Data yang penulis pakai ialah bersumber dari data BPS, Bank Indonesia, kementerian koperasi dan UKM, serta dari sumber-sumber yang lainnya. Kepustakaan penulis dapatkan dari buku teks dan internet.

II.                           Kerangka Teori dan Hipotesis


2.1     Hubungan LKM dengan kemiskinan dan pengangguran

         LKM mempunyai peranan sebagai akses kegiatan terhadap suatu perekonomian. Kegiatan perekonomian di sini lebih menunjukkan bahwa usaha kecilpun jika bisa memanfaatkan  LKM dengn baik, maka akan memberikan nilai lebih dalam upaya meningkatkan tingkat pendapatan masyarakat agar menjadi masyarakat yang produktif.
         Upaya dalam mengurangi tingkat kemiskinan bisa dilakukan dengan berbagai cara. Upaya- upaya yang bisa dilakukan, seperti program kesehatan, pendidikan, pangan, maupun upaya produktif yang lainnya misalnya dengan pinjamin kredit mikro. kaitan  antara  pemberdayaan  kredit  mikro  dengan  upaya pengentasan kemiskinan merupakan pintu masuk relatif mudah bagi orang yang akan menjadi pengusaha pemula. Jika pengusaha pemula ini tumbuh dan berkembang akan terentaskan  karena  menjadi  pengusaha  atau  karena  semakin banyaknya pengusaha mikro (Krisna Wijaya: 2005).

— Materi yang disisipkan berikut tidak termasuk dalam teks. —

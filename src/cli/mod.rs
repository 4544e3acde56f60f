//! CLI entrypoint module structure.
use anyhow::{Context, Result};

use crate::server::config::Settings;

pub mod args;
pub mod profile;

pub use args::{CliCommand, HealthcheckArgs, LaunchProfileArgs, ParsedCommand};
pub use profile::{build_launch_args, LaunchProfile, TransportMode};

/// Render the `show-config` payload.
pub fn render_settings(settings: &Settings) -> Result<String> {
    serde_json::to_string_pretty(&settings.redacted_json()).context("failed to render settings")
}
//! Entry point for the MCP server template.
use std::process::ExitCode;

use anyhow::Context;
use clap::Parser;
use mcp_template::{
    cli::{render_settings, CliCommand, HealthcheckArgs, LaunchProfileArgs, ParsedCommand},
    healthcheck,
    lib::telemetry,
    server::{
        config::Settings,
        runtime::{self, RuntimeExit},
    },
};

fn main() -> ExitCode {
    match bootstrap() {
        Ok(code) => code,
        Err(exit) => exit.report(),
    }
}

fn bootstrap() -> Result<ExitCode, RuntimeExit> {
    let args = LaunchProfileArgs::parse();
    match args.into_command() {
        ParsedCommand::Cli(_, CliCommand::Healthcheck(args)) => run_healthcheck(&args),
        ParsedCommand::Cli(profile, CliCommand::ShowConfig) => {
            let settings = load_settings(&profile)?;
            let rendered = render_settings(&settings).map_err(RuntimeExit::from_error)?;
            println!("{rendered}");
            Ok(ExitCode::SUCCESS)
        }
        ParsedCommand::RunServer(profile) => {
            let settings = load_settings(&profile)?;
            telemetry::init_tracing(&settings).map_err(RuntimeExit::from_error)?;
            let runtime = tokio::runtime::Builder::new_multi_thread()
                .worker_threads(settings.performance.max_workers)
                .enable_all()
                .build()
                .context("failed to build the tokio runtime")
                .map_err(RuntimeExit::from_error)?;
            runtime.block_on(runtime::run_server(profile, settings))?;
            Ok(ExitCode::SUCCESS)
        }
    }
}

/// Load settings with a temporary stderr subscriber so config problems are
/// reported before the configured one exists.
fn load_settings(profile: &mcp_template::cli::LaunchProfile) -> Result<Settings, RuntimeExit> {
    tracing::dispatcher::with_default(&telemetry::bootstrap_dispatch(), || {
        Settings::load(&profile.load_options())
    })
    .map_err(RuntimeExit::from_error)
}

/// The probe needs no settings; it logs through the bootstrap subscriber.
fn run_healthcheck(args: &HealthcheckArgs) -> Result<ExitCode, RuntimeExit> {
    let runtime = tokio::runtime::Builder::new_current_thread()
        .enable_all()
        .build()
        .context("failed to build the tokio runtime")
        .map_err(RuntimeExit::from_error)?;
    let (output, code) = tracing::dispatcher::with_default(&telemetry::bootstrap_dispatch(), || {
        runtime.block_on(healthcheck::run(args))
    })
    .map_err(|err| RuntimeExit::new(format!("Health check ERROR: {err}"), 1))?;
    println!("{output}");
    Ok(ExitCode::from(code))
}
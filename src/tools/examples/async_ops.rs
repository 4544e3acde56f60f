//! Tools demonstrating the timeout and retry layers.

use std::time::{Duration, Instant};

use chrono::Utc;
use schemars::JsonSchema;
use serde::Deserialize;
use serde_json::json;

use crate::{
    lib::errors::RegistrationError,
    server::config::Settings,
    tools::base::{
        parse_args, Retry, RetryPolicy, Timeout, ToolArgs, ToolDefinition, ToolError, ToolFailure,
        ToolOutput, ToolRegistry,
    },
};

pub const INVALID_DURATION: &str = "INVALID_DURATION";
pub const DURATION_TOO_LONG: &str = "DURATION_TOO_LONG";
pub const SIMULATED_FAILURE: &str = "SIMULATED_FAILURE";
pub const INVALID_RATE: &str = "INVALID_RATE";
pub const RANDOM_FAILURE: &str = "RANDOM_FAILURE";

pub const SIMULATED_WORK_TIMEOUT: Duration = Duration::from_secs(10);
const MAX_SIMULATED_SECONDS: f64 = 30.0;

#[derive(Debug, Deserialize, JsonSchema)]
pub struct AsyncWorkRequest {
    /// Seconds of simulated work.
    #[serde(default = "default_duration")]
    pub duration: f64,
    /// Fail after the work completes.
    #[serde(default)]
    pub should_fail: bool,
    /// Value returned on success.
    #[serde(default = "default_return_data")]
    pub return_data: String,
}

#[derive(Debug, Deserialize, JsonSchema)]
pub struct UnreliableRequest {
    /// Probability of success for each attempt (0.0 to 1.0).
    #[serde(default = "default_success_rate")]
    pub success_rate: f64,
    /// Value returned on success.
    #[serde(default = "default_operation_data")]
    pub data: String,
}

fn default_duration() -> f64 {
    1.0
}

fn default_return_data() -> String {
    "work completed".to_string()
}

fn default_success_rate() -> f64 {
    0.7
}

fn default_operation_data() -> String {
    "operation result".to_string()
}

/// Retry schedule for `unreliable_operation`: 3 attempts, 0.5 s doubling.
pub fn unreliable_retry_policy(settings: &Settings) -> RetryPolicy {
    RetryPolicy::new(3, Duration::from_millis(500), 2.0)
        .with_max_delay(settings.performance.retry_max_delay())
}

pub fn register(
    registry: &mut ToolRegistry,
    settings: &Settings,
) -> Result<usize, RegistrationError> {
    registry.register(
        ToolDefinition::new(
            "simulate_async_work",
            "Simulate asynchronous work with configurable duration and failure (10 s timeout)",
        )
        .input_schema::<AsyncWorkRequest>()
        .layer(Timeout::new(SIMULATED_WORK_TIMEOUT))
        .handler(simulate_async_work),
    )?;
    registry.register(
        ToolDefinition::new(
            "unreliable_operation",
            "Simulate an operation that fails at random; retried up to 3 times with backoff",
        )
        .input_schema::<UnreliableRequest>()
        .layer(Retry::new(unreliable_retry_policy(settings)))
        .handler(unreliable_operation),
    )?;
    Ok(2)
}

pub async fn simulate_async_work(args: ToolArgs) -> Result<ToolOutput, ToolFailure> {
    let request: AsyncWorkRequest = parse_args(args)?;
    if request.duration.is_nan() || request.duration < 0.0 {
        return Err(ToolError::new("Duration cannot be negative", INVALID_DURATION).into());
    }
    if request.duration > MAX_SIMULATED_SECONDS {
        return Err(ToolError::new(
            "Duration too long (max 30 seconds)",
            DURATION_TOO_LONG,
        )
        .into());
    }

    let started_at = Instant::now();
    tokio::time::sleep(Duration::from_secs_f64(request.duration)).await;
    if request.should_fail {
        return Err(ToolError::new("Simulated failure occurred", SIMULATED_FAILURE).into());
    }

    let actual = started_at.elapsed().as_secs_f64();
    Ok(ToolOutput::new(json!({
        "result": request.return_data,
        "requested_duration": request.duration,
        "actual_duration": (actual * 1000.0).round() / 1000.0,
        "timestamp": Utc::now().to_rfc3339(),
    }))
    .with_message("Async work completed successfully"))
}

pub async fn unreliable_operation(args: ToolArgs) -> Result<ToolOutput, ToolFailure> {
    let request: UnreliableRequest = parse_args(args)?;
    if !(0.0..=1.0).contains(&request.success_rate) {
        return Err(ToolError::new(
            "Success rate must be between 0.0 and 1.0",
            INVALID_RATE,
        )
        .into());
    }
    if rand::random::<f64>() > request.success_rate {
        return Err(ToolError::new("Random failure occurred", RANDOM_FAILURE).into());
    }

    Ok(ToolOutput::new(json!({ "result": request.data }))
        .with_message("Unreliable operation succeeded")
        .with_metadata("success_rate", request.success_rate)
        .with_metadata("attempt_time", Utc::now().to_rfc3339()))
}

2.2     Lembaga Keuangan Mikro

        Lembaga Keuangan Mikro/Lembaga Keuangan Non-Bank (LKM/LKNB) adalah lembaga keuangan yang berstatus badan hukum sebagai penanggung jawab pemberian stimulan untuk perumahan swadaya untuk Masyarakat Berpenghasilan Rendah, antara lain Koperasi, Koperasi Syariah, dan Pegadaian(http://www.wikiapbn.org).      
LKM adalah lembaga yang menyediakan jasa penyimpanan (deposits), kredit (loans), pembayaran berbagai transaksi jasa (payment services) serta money transfers yang ditujukan bagi masyarakat miskin dan pengusaha kecil (insurance to poor and low-income households and their microenterprises) (ADB Online). Atau secara sederhana disebut sebagai lembaga yang biasanya memberikan layanan kredit kepada kelompok/usaha berpendapatan kecil/mikro (Holloh, 2001: 2). Kredit mikro bertujuan untuk meningkatkan pendapatan dan membuka lapangan pekerjaan bagi masyarakat miskin dengan menyediakan akses layanan keuangan dari LKM (Holloh, 2001:17).
Secara garis besar, LKM dapat dikelompokkan ke dalam LKM bank dan nonbank, berikut ini :
1. Bank
-                                              BRI Unit, berupa kantor-kantor cabang pembantu BRI
-                       BPR,  berupa  bank-bank  mikro  yang  tunduk  pada  Undang-Undang Perbankan  serta peraturan non-bank
2.  Non-bank
-          Keluargaa LKM nonbank yang besar (LDP di Bali, BKK di Jawa Tengah, BKD di  Jawa dan Madura, BMT dan BK3D)
-          Keluarga LKM nonbank yang kecil, dengan simpanan atau aktiva yang berjumlah kecil
-          Berbagai  program  keuangaan  mikro,  NGO,  dan  ratusan  ribu  asosiasi  tidak  resmi,  KSM, dan lain-lain
Tahun 2005 dicanangkan sebagai Tahun Keuangan Mikro. Indonesia adalah negara yang memiliki variasi terbesar dalam pengembangan model keuangan mikro di masyarakatnya sehingga dijadikan laboratorim dunia untuk keuangan mikro. Model LKM dibagi menjadi dua kategori, yakni lembaga yang berwujud bank dan non bank. LKM bank terdiri dari BRI Unit Desa, BPR dan BKD (Badan Kredit Desa) sedangkan non bank terdiri dari koperasi simpan pinjam (KSP), unit simpan pinjam (USP), lembaga dana kredit pedesaan (LDKP), baitul mal wattanwil (BMT), lembaga swadaya masyarakat (LSM), arisan, pola pembiayaan Grameen, pola pembiayaan ASA, kelompok swadaya masyarakat (KSM), dan credit union (Wiyono, 2005:91).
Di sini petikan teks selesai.